Wednesday, January 10, 2007

The Surge Is Already Paying Dividends. Thanks.


The Dowd simile watch:

The American military’s cocky heroes were supposed to sweep in and carry off a poor, grateful Iraq to security and bliss, like Richard Gere did Debra Winger in the finale of “An Officer and a Gentleman.” (Maureen Dowd in today's New York Times column, Love Among the Ruins).

And ...

One reporter who writes about the war told me he thinks of the American entrenchment in Iraq more like a marriage that’s run out of gas, but you decide to stay together because of the kids. (Dowd).

And ...

Some women say that the Surge will not work because it’s like starting over with an old boyfriend: you think you’ve learned the pitfalls and can resume with more success — you can set benchmarks! — but instead you’re swiftly ensnared by the same old failures. (Dowd).

And ...

They may still speak diplomatically, but in body language, Condoleezza Rice and her chosen new deputy, John Negroponte, radiate irritation with the Iraqis, as though they are the most irksome of cousins or in-laws who have long overstayed their welcome, or children who not only don’t thank you for presents but also leave the playroom a mess. (Dowd).

And ... the clincher

With the Surge, as with the invasion of Iraq, W. is like the presumptuous date “who reserves a hotel room and then asks you to the prom,” as my friend Dana Calvo put it. (Dowd).

Tuesday, January 09, 2007

Uncivil Tongues: The State of Celebrity


He's like the Eveready comb-over bunny. (Rosie O'Donnell on "The View.")
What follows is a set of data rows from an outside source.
//! Restate durable workflow for batch actor discovery via web search.
//!
//! Replaces the `discover_actors` GraphQL mutation's inline work:
//! web search → per-URL actor creation (each individually durable/retriable).

use std::sync::Arc;

use restate_sdk::prelude::*;
use tracing::{info, warn};

use rootsignal_graph::GraphWriter;

use super::types::{
    CreateFromPageResult, DiscoverActorsBatchRequest, DiscoverActorsBatchResult, EmptyRequest,
    MaybeActor, UrlList,
};
use super::{create_archive, ScoutDeps};

#[restate_sdk::workflow]
#[name = "ActorDiscoveryBatchWorkflow"]
pub trait ActorDiscoveryBatchWorkflow {
    async fn run(
        req: DiscoverActorsBatchRequest,
    ) -> Result<DiscoverActorsBatchResult, HandlerError>;
    #[shared]
    async fn get_status(req: EmptyRequest) -> Result<String, HandlerError>;
}

pub struct ActorDiscoveryBatchWorkflowImpl {
    deps: Arc<ScoutDeps>,
}

impl ActorDiscoveryBatchWorkflowImpl {
    pub fn with_deps(deps: Arc<ScoutDeps>) -> Self {
        Self { deps }
    }
}

impl ActorDiscoveryBatchWorkflow for ActorDiscoveryBatchWorkflowImpl {
    async fn run(
        &self,
        ctx: WorkflowContext<'_>,
        req: DiscoverActorsBatchRequest,
    ) -> Result<DiscoverActorsBatchResult, HandlerError> {
        ctx.set("status", format!("Searching for '{}'...", req.query));

        let deps = self.deps.clone();
        let query = req.query.clone();
        let max_results = req.max_results;

        // 1. Web search — collect URLs
        let UrlList(urls) = ctx
            .run(|| async move {
                let archive = create_archive(&deps);
                let handle = archive.source(&query).await.map_err(|e| -> HandlerError {
                    TerminalError::new(e.to_string()).into()
                })?;
                let search = handle.search(&query).max_results(max_results).await.map_err(|e| -> HandlerError {
                    TerminalError::new(e.to_string()).into()
                })?;
                Ok(UrlList(search.results.into_iter().map(|r| r.url).collect()))
            })
            .await?;

        ctx.set(
            "status",
            format!("Processing {} URLs...", urls.len()),
        );

        // 2. Process each URL individually (durable per-URL)
        let mut actors: Vec<CreateFromPageResult> = Vec::new();
        for url in &urls {
            let deps = self.deps.clone();
            let url = url.clone();
            let region = req.region.clone();

            let result = ctx
                .run(|| async move {
                    let archive = create_archive(&deps);
                    let writer = GraphWriter::new(deps.graph_client.clone());

                    match crate::discovery::actor_discovery::create_actor_from_page(
                        &archive,
                        &writer,
                        &deps.anthropic_api_key,
                        &url,
                        &region,
                        true, // discover mode: require social links
                        0.0,
                        0.0,
                    )
                    .await
                    {
                        Ok(Some(r)) => Ok(MaybeActor(Some(CreateFromPageResult {
                            actor_id: Some(r.actor_id.to_string()),
                            location_name: Some(r.location_name),
                        }))),
                        Ok(None) => Ok(MaybeActor(None)),
                        Err(e) => {
                            warn!(url = url.as_str(), error = %e, "Failed to process search result");
                            Ok(MaybeActor(None))
                        }
                    }
                })
                .await;

            match result {
                Ok(MaybeActor(Some(actor))) => actors.push(actor),
                Ok(MaybeActor(None)) => {}
                Err(e) => {
                    warn!(error = ?e, "Actor creation failed for URL");
                }
            }
        }

        let discovered = actors.len() as u32;
        info!(query = req.query.as_str(), region = req.region.as_str(), discovered, "ActorDiscoveryBatch complete");

        ctx.set(
            "status",
            format!("Complete: {discovered} actors discovered"),
        );

        Ok(DiscoverActorsBatchResult { discovered, actors })
    }

    async fn get_status(
        &self,
        ctx: SharedWorkflowContext<'_>,
        _req: EmptyRequest,
    ) -> Result<String, HandlerError> {
        super::read_workflow_status(&ctx).await
    }
}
Well, Rosie is a loser. Rosie’s been a loser for a long time. Her magazine failed. She got sued. She folded up like a tent. It was too bad. (The Donald on Fox News).

Sunday, December 31, 2006

Historical Learnings of Glorious Kazakhstan


The gulags once spread over the Kazakhstan steppe like a thick wreath. (New York Times article).

Friday, December 29, 2006

Regarding Celebrity Gone Awry


Talent, or the lack thereof, has also been a factor in many of these [celebrity] meltdowns. The songwriter Joni Mitchell long ago complained that Madonna had "knocked the importance of talent out of the arena." That's true of more than a few present-day celebrities, who, like travelers bumped up to business class on an overbooked flight, seem to owe their success less to any virtue or effort of their own than to whatever combination of accidents put them there. (de gustibus column in today's Wall Street Journal).

Monday, December 25, 2006

A Christmas Gift From Dr. Seuss


You're a mean one, Mr. Grinch.
You really are a heel.
You're as cuddly as a cactus,
You're as charming as an eel.
Mr. Grinch.


(From "You're a Mean One, Mr. Grinch" by Dr. Seuss, 1957).

Joy to the World. Well, Sorta.


Never mind our anticapitalist aversion to the mall. The problem was that for us, joy itself was a troublesome concept. Joy requires a certain suspension of disbelief. We just couldn't suspend it -- like a mildewy tent, it kept collapsing. (Sandra Tsing-Loh in yesterday's New York Times).

Like the sisters in Louisa May Alcott's "Little Women," we having stockings and cake and ice cream. And like them, when it comes to Christmas we are deeply confused. (Susan Cheever in yesterday's New York Times.)